Driven by a commitment to higher quality, more affordable and patient-centered health care, we are dedicated to achieving a high-value health care system. We see health care quality measurement – scientific, consensus-based tools that allow consumers, employers, hospitals, physicians and health care systems to determine the relative quality and value of health care – as an essential foundation to driving improvements in quality and cost, as well as better decisions and payment incentives. Measures and measurement are the basic building blocks of better care and smarter payment. Without a venue to discuss, vet, evaluate and achieve consensus on quality measures, our health care system would revert to a time when every insurance company, every large employer and every provider group developed and used its own measures. Consumers and purchasers would be left without a way to make meaningful comparisons and choices. We would not know how to evaluate treatments and outcomes, assess quality in hospitals or identify the best providers for various tests, evaluations and procedures.

Today, thousands of quality measures generate lots of data, but it is much too complex to be useful for most consumers, or even for clinicians to use to improve quality. We’ve made progress in gathering information, but it’s not yet meaningful or actionable.

But one national organization is mission-focused on sorting through these measures and endorsing only ones that will do the most to help us evaluate and improve care.

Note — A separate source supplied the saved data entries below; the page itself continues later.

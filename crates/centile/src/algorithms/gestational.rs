//! Gestational-age lookup for the preterm standard.
//!
//! ## Purpose
//!
//! This module resolves a gestational query age (weeks plus days) against a
//! preterm series. Unlike the month-anchored lookup, the default behavior is
//! to return the single closest tabulated row unmodified; interpolation
//! between the two closest rows is an alternate mode used by one family of
//! call sites.
//!
//! ## Design notes
//!
//! * **Exact key first**: preterm tables key rows by the composite
//!   `"weeks+days"` label; a query matching a key returns that row as-is in
//!   every mode.
//! * **Two modes, deliberately**: nearest-row and two-point interpolation
//!   both exist in production call sites; both are preserved as explicit
//!   [`PretermLookup`]s.
//! * **Day arithmetic**: distances are measured in total days
//!   (`weeks * 7 + days`).
//!
//! ## Key concepts
//!
//! * **Nearest**: a single reduction over the candidates; the winning row's
//!   own age is reported in the resolved point.
//! * **Interpolated**: the month-lookup's two-closest selection, applied on
//!   the day axis to the percentile anchors.
//!
//! ## Invariants
//!
//! * Nearest mode requires at least one candidate row; interpolated mode
//!   requires two.
//!
//! ## Non-goals
//!
//! * This module does not validate gestational bounds (weeks 24-42,
//!   days 0-6).
//! * This module does not compute percentiles from the resolved point.

// Feature-gated imports
#[cfg(not(feature = "std"))]
use alloc::vec::Vec;
#[cfg(feature = "std")]
use std::vec::Vec;

// External dependencies
use core::cmp::Ordering;

// Internal dependencies
use crate::algorithms::lookup::InterpolatedPoint;
use crate::math::linear::interpolation_factor;
use crate::primitives::errors::CentileError;
use crate::primitives::types::{GestationalAge, PediatricAge, Sex};
use crate::store::series::{PercentileAnchors, ReferenceRow, ReferenceSeries};

// ============================================================================
// Preterm Lookup Mode
// ============================================================================

/// Resolution behavior for gestational-age lookups without an exact match.
#[derive(Debug, Clone, Copy, PartialEq, Eq, Default)]
pub enum PretermLookup {
    /// Return the single closest row unmodified.
    #[default]
    Nearest,

    /// Interpolate percentile anchors between the two closest rows.
    Interpolated,
}

// ============================================================================
// Gestational Lookup
// ============================================================================

/// Resolve a gestational query age against a preterm series.
pub fn lookup_gestational(
    series: &ReferenceSeries,
    sex: Sex,
    age: GestationalAge,
    mode: PretermLookup,
) -> Result<InterpolatedPoint, CentileError> {
    let candidates: Vec<&ReferenceRow> = series.rows_for_sex(sex).collect();

    if candidates.is_empty() {
        return Err(CentileError::TooFewReferenceRows { got: 0, min: 1 });
    }

    let query_days = f64::from(age.total_days());

    // Exact composite-key match wins in every mode.
    if let Some(row) = candidates
        .iter()
        .find(|row| row.age.scalar() == query_days)
    {
        return Ok(InterpolatedPoint::from_row(row));
    }

    match mode {
        PretermLookup::Nearest => {
            // Single reduction to the closest row; candidates are in
            // ascending age order, so ties resolve to the lower age.
            let mut nearest = candidates[0];
            for &row in &candidates[1..] {
                if (row.age.scalar() - query_days).abs()
                    < (nearest.age.scalar() - query_days).abs()
                {
                    nearest = row;
                }
            }
            Ok(InterpolatedPoint::from_row(nearest))
        }
        PretermLookup::Interpolated => {
            if candidates.len() < 2 {
                return Err(CentileError::TooFewReferenceRows {
                    got: candidates.len(),
                    min: 2,
                });
            }

            let mut by_distance = candidates;
            by_distance.sort_by(|a, b| {
                let da = (a.age.scalar() - query_days).abs();
                let db = (b.age.scalar() - query_days).abs();
                da.partial_cmp(&db).unwrap_or(Ordering::Equal)
            });

            let (lower, upper) = if by_distance[0].age.scalar() < query_days {
                (by_distance[0], by_distance[1])
            } else {
                (by_distance[1], by_distance[0])
            };

            let factor =
                interpolation_factor(lower.age.scalar(), upper.age.scalar(), query_days);

            Ok(InterpolatedPoint {
                sex,
                age: PediatricAge::Gestational(age),
                lms: None,
                anchors: PercentileAnchors::interpolate(
                    &lower.anchors,
                    &upper.anchors,
                    factor,
                ),
            })
        }
    }
}
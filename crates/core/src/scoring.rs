//! Grading of an answer map against a test.

use serde::{Deserialize, Serialize};

use crate::model::{AnswerMap, Test};

/// Outcome of grading one attempt.
#[derive(Debug, Clone, Copy, PartialEq, Eq, Hash, Serialize, Deserialize)]
pub struct Score {
    pub correct: u32,
    pub total: u32,
    pub percentage: u32,
}

impl Score {
    /// Build a score from raw counts, rounding the percentage half-up.
    ///
    /// # Panics
    ///
    /// Panics if `total` is zero. Every `Test` holds at least one question, so
    /// this can only happen with hand-built counts.
    #[must_use]
    pub fn from_counts(correct: u32, total: u32) -> Self {
        debug_assert!(correct <= total, "correct ({correct}) exceeds total ({total})");
        Self {
            correct,
            total,
            percentage: rounded_percentage(correct, total),
        }
    }

    #[must_use]
    pub fn is_perfect(&self) -> bool {
        self.correct == self.total
    }
}

/// `round(100 * correct / total)` in integer arithmetic, halves rounding up.
fn rounded_percentage(correct: u32, total: u32) -> u32 {
    let correct = u64::from(correct);
    let total = u64::from(total);
    let rounded = (200 * correct + total) / (2 * total);
    u32::try_from(rounded).unwrap_or(u32::MAX)
}

/// Grade `answers` against `test`.
///
/// Every question counts toward the total whether answered or not; a question
/// is correct only when its recorded token equals the question's correct token.
/// Answers for ids that are not part of `test` are ignored.
#[must_use]
pub fn score(test: &Test, answers: &AnswerMap) -> Score {
    let mut correct = 0_u32;
    let mut total = 0_u32;

    for question in test.questions() {
        total = total.saturating_add(1);
        if answers.get(question.id()) == Some(question.correct_token()) {
            correct = correct.saturating_add(1);
        }
    }

    Score::from_counts(correct, total)
}
//! Shared error types for the services crate.

use thiserror::Error;

use assess_core::CatalogError;
use assess_core::model::{QuestionId, TestCategory};
use storage::repository::StorageError;
use storage::sqlite::SqliteInitError;

use crate::session::SessionState;

/// Failures reported by an identity backend.
#[derive(Debug, Error, Clone, PartialEq, Eq)]
#[non_exhaustive]
pub enum AuthError {
    #[error("invalid email or password")]
    InvalidCredentials,
    #[error("an account with this email already exists")]
    AccountExists,
    #[error("password is too weak: {0}")]
    WeakCredential(String),
    #[error("email address is not valid")]
    InvalidEmail,
    #[error("identity service unreachable: {0}")]
    Network(String),
    #[error("identity service error: {0}")]
    Backend(String),
}

impl AuthError {
    /// Storage trouble behind the local provider looks like an unreachable backend.
    pub(crate) fn from_storage(err: &StorageError) -> Self {
        AuthError::Network(err.to_string())
    }
}

/// Errors emitted by `SessionEngine` transitions.
#[derive(Debug, Error)]
#[non_exhaustive]
pub enum SessionError {
    #[error("cannot {action} while {state}")]
    InvalidTransition {
        state: SessionState,
        action: &'static str,
    },
    #[error("an authentication request is already in flight")]
    AuthInFlight,
    #[error("answers are locked while the result is being saved")]
    SubmitInFlight,
    #[error("question {0} is not part of this test")]
    UnknownQuestion(QuestionId),
    #[error("question {id} has no option '{token}'")]
    InvalidOption { id: QuestionId, token: char },
    #[error("no test configured for category '{0}'")]
    MissingTest(TestCategory),
    #[error(transparent)]
    Auth(#[from] AuthError),
    #[error("failed to save result: {0}")]
    Persistence(#[from] StorageError),
}

/// Errors emitted while bootstrapping services.
#[derive(Debug, Error)]
#[non_exhaustive]
pub enum ServicesError {
    #[error(transparent)]
    Sqlite(#[from] SqliteInitError),
    #[error(transparent)]
    Catalog(#[from] CatalogError),
}
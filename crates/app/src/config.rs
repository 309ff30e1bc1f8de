use std::fmt;
use std::path::{Path, PathBuf};

use services::IdentityToolkitConfig;

pub const DEFAULT_DB_URL: &str = "sqlite://assess.sqlite3";

#[derive(Debug)]
pub enum ConfigError {
    InvalidDbUrl { raw: String },
    Io(std::io::Error),
}

impl fmt::Display for ConfigError {
    fn fmt(&self, f: &mut fmt::Formatter<'_>) -> fmt::Result {
        match self {
            ConfigError::InvalidDbUrl { raw } => write!(f, "invalid sqlite url: {raw}"),
            ConfigError::Io(err) => write!(f, "cannot prepare database file: {err}"),
        }
    }
}

impl std::error::Error for ConfigError {}

impl From<std::io::Error> for ConfigError {
    fn from(err: std::io::Error) -> Self {
        ConfigError::Io(err)
    }
}

/// Runtime settings resolved from flags, the environment, and `.env`.
#[derive(Debug, Clone)]
pub struct AppConfig {
    pub db_url: String,
    pub identity: Option<IdentityToolkitConfig>,
}

impl AppConfig {
    /// Resolve the database location and pick the identity provider.
    ///
    /// # Errors
    ///
    /// Returns `ConfigError` if the database file cannot be created.
    pub fn resolve(db_url: String) -> Result<Self, ConfigError> {
        let db_url = normalize_sqlite_url(&db_url);
        prepare_sqlite_file(&db_url)?;
        Ok(Self {
            db_url,
            identity: IdentityToolkitConfig::from_env(),
        })
    }
}

/// Turn relative or bare paths into an absolute `sqlite://` URL.
pub fn normalize_sqlite_url(raw: &str) -> String {
    let trimmed = raw.trim();
    if trimmed == "sqlite::memory:" {
        return trimmed.to_string();
    }

    let path_str = trimmed
        .strip_prefix("sqlite://")
        .or_else(|| trimmed.strip_prefix("sqlite:"))
        .unwrap_or(trimmed);
    let (path_part, query) = match path_str.split_once('?') {
        Some((path, query)) => (path, Some(query)),
        None => (path_str, None),
    };

    let path = Path::new(path_part);
    let absolute = if path.is_absolute() {
        path.to_path_buf()
    } else {
        std::env::current_dir()
            .unwrap_or_else(|_| PathBuf::from("."))
            .join(path)
    };
    match query {
        Some(query) => format!("sqlite://{}?{query}", absolute.display()),
        None => format!("sqlite://{}", absolute.display()),
    }
}

/// Create the database file (and its directory) so the pool can open it.
pub fn prepare_sqlite_file(db_url: &str) -> Result<(), ConfigError> {
    if db_url == "sqlite::memory:" {
        return Ok(());
    }

    let invalid = || ConfigError::InvalidDbUrl {
        raw: db_url.to_string(),
    };
    let path = db_url.strip_prefix("sqlite://").ok_or_else(invalid)?;
    let path = path.split('?').next().unwrap_or(path);
    if path.is_empty() {
        return Err(invalid());
    }

    let path = Path::new(path);
    if let Some(parent) = path.parent() {
        std::fs::create_dir_all(parent)?;
    }
    if !path.exists() {
        std::fs::OpenOptions::new()
            .create(true)
            .write(true)
            .truncate(false)
            .open(path)?;
    }
    Ok(())
}
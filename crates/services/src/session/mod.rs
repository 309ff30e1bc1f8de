//! Assessment session lifecycle: sign-in, test selection, answering, submit.

mod engine;
mod state;

pub use engine::SessionEngine;
pub use state::{AssessmentSession, Progress, SessionState, SubmitOutcome};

The National Quality Forum (NQF) is the nation’s private, independent, trusted resource for health care quality measurement and improvement. But unless Congress acts to reauthorize $30 million in annual mandatory funding, NQF’s federally supported work and quality measurement will be in jeopardy. This would be devastating for patients receiving care, for doctors and hospitals who want to improve care and for the tens of millions of consumers who will benefit when the Medicare and Medicaid programs find innovative ways to improve quality and cost effectiveness.

NQF’s work has saved lives and money. As a result of NQF-endorsed quality measures:

  • The health system has saved $28 billion;
  • Surgical infection rates have declined by 16 percent;
  • Patient harm in hospitals has been reduced by 21 percent; and
  • Early elective C-section deliveries have declined by 89 percent.

Consensus among all health care stakeholders is essential to NQF’s work to identify the best measures of quality. NQF convenes diverse panels of providers, purchasers and consumers to evaluate measures through a science-based, consensus-driven process. Because of NQF by-laws’ requirement for consumers and purchaser representation, our voices are equal to all other stakeholders in these critical discussions about health care quality and improvement.

Our country will not achieve the high-value health care system we want without quality performance measurement. Consumers and purchasers need to know they are getting the best care for their health care dollar – care that is well-coordinated and patient centered, care that improves the health of individuals and communities, care that is affordable and accessible. We cannot make meaningful changes to the health care system if we do not bring our stakeholders together to work toward that collective goal. We need NQF to continue its significant contribution and unique approach as the nation’s forum where all health care stakeholders come together and agree on the best ways to measure quality and improve care.

Kramer and Ness co-chair the Consumer-Purchaser Alliance. The Pacific Business Group on Health and the National Partnership for Women & Families are organizational members of NQF.